═════ Records to use
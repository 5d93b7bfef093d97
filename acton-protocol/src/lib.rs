/*
 * Copyright (c) 2024. Govcraft
 *
 * Licensed under either of
 *   * Apache License, Version 2.0 (the "License");
 *     you may not use this file except in compliance with the License.
 *     You may obtain a copy of the License at http://www.apache.org/licenses/LICENSE-2.0
 *   * MIT license: http://opensource.org/licenses/MIT
 *
 * Unless required by applicable law or agreed to in writing, software
 * distributed under the License is distributed on an "AS IS" BASIS,
 * WITHOUT WARRANTIES OR CONDITIONS OF ANY KIND, either express or implied.
 * See the applicable License for the specific language governing permissions and
 * limitations under that License.
 */

#![forbid(unsafe_code)]
#![warn(missing_docs)]
//! Acton Protocol Library
//!
//! Checks declarative actor protocol descriptions and lowers them into one
//! state-machine-guarded class description per channel role.
//!
//! The pipeline is split into three passes over a [`Program`](ast::Program)
//! handed over by a front-end:
//!
//! 1. [`check`](check::check) resolves names and types and accumulates every
//!    diagnostic instead of stopping at the first.
//! 2. [`lower`](lower::lower) turns each checked protocol into a
//!    [`LoweredProtocol`](ir::LoweredProtocol): a parent class and a child class
//!    with guarded message stubs and lifetime members.
//! 3. A [`Backend`](prelude::Backend) renders the IR; the crate ships the
//!    canonical [`IrDump`](prelude::IrDump).
//!
//! [`ProtocolCompiler`](prelude::ProtocolCompiler) runs the passes over a whole
//! program. The [`contract`] module executes the guards and ordering rules of
//! lowered classes so their guarantees can be exercised without a backend.

/// Protocol syntax tree and its visitor.
pub mod ast;
/// Name resolution and type checking.
pub mod check;
/// Compiler driver and configuration.
pub(crate) mod common;
/// Executable model of the generated-code contract.
pub mod contract;
/// The lowered class description.
pub mod ir;
/// Lowering of checked protocols.
pub mod lower;
/// Trait definitions at the compiler's seams.
pub(crate) mod traits;

pub use common::{
    CompileError, CompileOutput, CompilerConfig, DiagnosticsConfig, NamingConfig,
    ProtocolCompiler, TypesConfig, CONFIG,
};
pub use traits::{Backend, IrDump};

/// Prelude module for convenient imports.
///
/// Re-exports the syntax tree constructors, the compiler driver and its
/// configuration, the IR and the contract model.
pub mod prelude {
    pub use crate::ast::{
        CxxInclude, Direction, Loc, ManagerStmt, ManagesStmt, MessageDecl, Namespace, Param,
        Program, Protocol, ProtocolInclude, QualifiedId, SendSemantics, State, TranslationUnit,
        Transition, TransitionStmt, Trigger, TypeSpec, UsingStmt,
    };
    pub use crate::check::{check, CheckOutcome, CheckedUnit, Diagnostic, Diagnostics, Severity};
    pub use crate::common::{
        CompileError, CompileOutput, CompilerConfig, ProtocolCompiler, CONFIG,
    };
    pub use crate::contract::{
        ActorId, ActorInstance, ActorTree, Channel, ChannelState, DispatchResult, ProtocolFault,
    };
    pub use crate::ir::{ClassIr, LoweredProtocol, MethodIr, Role};
    pub use crate::lower::{lower, LowerError};
    pub use crate::traits::{Backend, IrDump};
}
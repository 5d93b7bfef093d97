/*
 * Copyright (c) 2024. Govcraft
 *
 * Licensed under either of
 *   * Apache License, Version 2.0 (the "License");
 *     you may not use this file except in compliance with the License.
 *     You may obtain a copy of the License at http://www.apache.org/licenses/LICENSE-2.0
 *   * MIT license: http://opensource.org/licenses/MIT
 *
 * Unless required by applicable law or agreed to in writing, software
 * distributed under the License is distributed on an "AS IS" BASIS,
 * WITHOUT WARRANTIES OR CONDITIONS OF ANY KIND, either express or implied.
 * See the applicable License for the specific language governing permissions and
 * limitations under that License.
 */

use indexmap::{IndexMap, IndexSet};
use tracing::debug;

use crate::ast::Program;

#[derive(Debug, Clone, Copy, PartialEq, Eq)]
enum Mark {
    Visiting,
    Done,
}

/// The protocol-include graph of a [`Program`].
///
/// Only edges to files present in the program are kept; a missing file is the
/// resolver's to report.
#[derive(Debug, Clone, Default, PartialEq, Eq)]
pub struct IncludeGraph {
    includes: IndexMap<String, IndexSet<String>>,
    includers: IndexMap<String, IndexSet<String>>,
    order: Vec<String>,
    cycles: Vec<Vec<String>>,
}

impl IncludeGraph {
    /// Builds the graph and its dependency order.
    pub fn build(program: &Program) -> Self {
        let mut graph = Self::default();
        for unit in program.units() {
            graph.includes.entry(unit.filename.clone()).or_default();
            graph.includers.entry(unit.filename.clone()).or_default();
        }
        for unit in program.units() {
            for file in unit.included_files() {
                if program.unit(file).is_none() {
                    continue;
                }
                if let Some(edges) = graph.includes.get_mut(&unit.filename) {
                    edges.insert(file.to_string());
                }
                if let Some(back) = graph.includers.get_mut(file) {
                    back.insert(unit.filename.clone());
                }
            }
        }

        let mut marks = IndexMap::new();
        let mut path = Vec::new();
        let roots: Vec<String> = graph.includes.keys().cloned().collect();
        for root in roots {
            graph.visit(&root, &mut marks, &mut path);
        }
        debug!(
            units = graph.order.len(),
            cycles = graph.cycles.len(),
            "built include graph"
        );
        graph
    }

    fn visit(&mut self, file: &str, marks: &mut IndexMap<String, Mark>, path: &mut Vec<String>) {
        match marks.get(file) {
            Some(Mark::Done) => return,
            Some(Mark::Visiting) => {
                if let Some(start) = path.iter().position(|f| f == file) {
                    let mut cycle = path[start..].to_vec();
                    cycle.push(file.to_string());
                    self.record_cycle(cycle);
                }
                return;
            }
            None => {}
        }
        marks.insert(file.to_string(), Mark::Visiting);
        path.push(file.to_string());
        let targets: Vec<String> = self
            .includes
            .get(file)
            .map(|edges| edges.iter().cloned().collect())
            .unwrap_or_default();
        for target in targets {
            self.visit(&target, marks, path);
        }
        path.pop();
        marks.insert(file.to_string(), Mark::Done);
        self.order.push(file.to_string());
    }

    fn record_cycle(&mut self, cycle: Vec<String>) {
        let mut members: Vec<&String> = cycle.iter().skip(1).collect();
        members.sort();
        let seen = self.cycles.iter().any(|known| {
            let mut other: Vec<&String> = known.iter().skip(1).collect();
            other.sort();
            other == members
        });
        if !seen {
            self.cycles.push(cycle);
        }
    }

    /// Files `file` includes directly, in source order.
    pub fn includes(&self, file: &str) -> impl Iterator<Item = &str> {
        self.includes
            .get(file)
            .into_iter()
            .flat_map(|edges| edges.iter().map(String::as_str))
    }

    /// Files that include `file` directly, in program order.
    pub fn includers(&self, file: &str) -> impl Iterator<Item = &str> {
        self.includers
            .get(file)
            .into_iter()
            .flat_map(|edges| edges.iter().map(String::as_str))
    }

    /// Every file, included files before their includers.
    pub fn order(&self) -> &[String] {
        &self.order
    }

    /// Each distinct cycle as a closed path (`A -> B -> A`).
    pub fn cycles(&self) -> &[Vec<String>] {
        &self.cycles
    }

    /// Returns `true` if `file` lies on a cycle.
    pub fn on_cycle(&self, file: &str) -> bool {
        self.cycles.iter().any(|c| c.iter().any(|f| f == file))
    }
}
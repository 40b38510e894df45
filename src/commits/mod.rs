//! Commit records and their ingestion into the contribution ledger.
//!
//! `CommitInfo` is the structured form handed over by the extraction
//! layer. `processor` turns each record into ledger mutations and a
//! `CompactCommit` that can later be replayed without the commit text.

pub mod compact;
pub mod processor;
mod trailers;

use serde::{Deserialize, Serialize};

use crate::identity::UserInfo;

pub use compact::{CompactCommit, CompactEntry, EntryKind};
pub use processor::{process_commit, replay};
pub use trailers::{co_authors, reviewers};

#[derive(Debug, Clone, Copy, PartialEq, Eq, Serialize, Deserialize)]
#[serde(rename_all = "UPPERCASE")]
pub enum ChangeType {
    Add,
    Modify,
    Copy,
    Rename,
    Delete,
}

#[derive(Debug, Clone, PartialEq, Eq, Serialize, Deserialize)]
pub struct DiffEntry {
    pub old_path: String,
    pub new_path: String,
    pub change_type: ChangeType,
}

impl DiffEntry {
    pub fn new(old_path: &str, new_path: &str, change_type: ChangeType) -> Self {
        Self {
            old_path: old_path.to_string(),
            new_path: new_path.to_string(),
            change_type,
        }
    }

    pub fn added(path: &str) -> Self {
        Self::new(path, path, ChangeType::Add)
    }

    pub fn modified(path: &str) -> Self {
        Self::new(path, path, ChangeType::Modify)
    }

    pub fn renamed(old_path: &str, new_path: &str) -> Self {
        Self::new(old_path, new_path, ChangeType::Rename)
    }

    pub fn deleted(path: &str) -> Self {
        Self::new(path, path, ChangeType::Delete)
    }

    /// Path the change applies to: the old path for deletions, the new one otherwise.
    pub fn path(&self) -> &str {
        match self.change_type {
            ChangeType::Delete => &self.old_path,
            _ => &self.new_path,
        }
    }
}

/// One commit as extracted from version control. Timestamps are epoch millis.
#[derive(Debug, Clone, Default, Serialize, Deserialize)]
pub struct CommitInfo {
    pub hash: Option<String>,
    pub author: UserInfo,
    pub committer: UserInfo,
    pub author_timestamp: i64,
    pub committer_timestamp: i64,
    pub diff_entries: Vec<DiffEntry>,
    pub parent_count: usize,
    pub message: String,
}

impl CommitInfo {
    pub fn is_merge(&self) -> bool {
        self.parent_count > 1
    }
}

#[cfg(test)]
#[path = "mod_test.rs"]
mod tests;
══════════
Of all the lines in the records, how many have the word "includers"? Write only the number.

Answer space: 6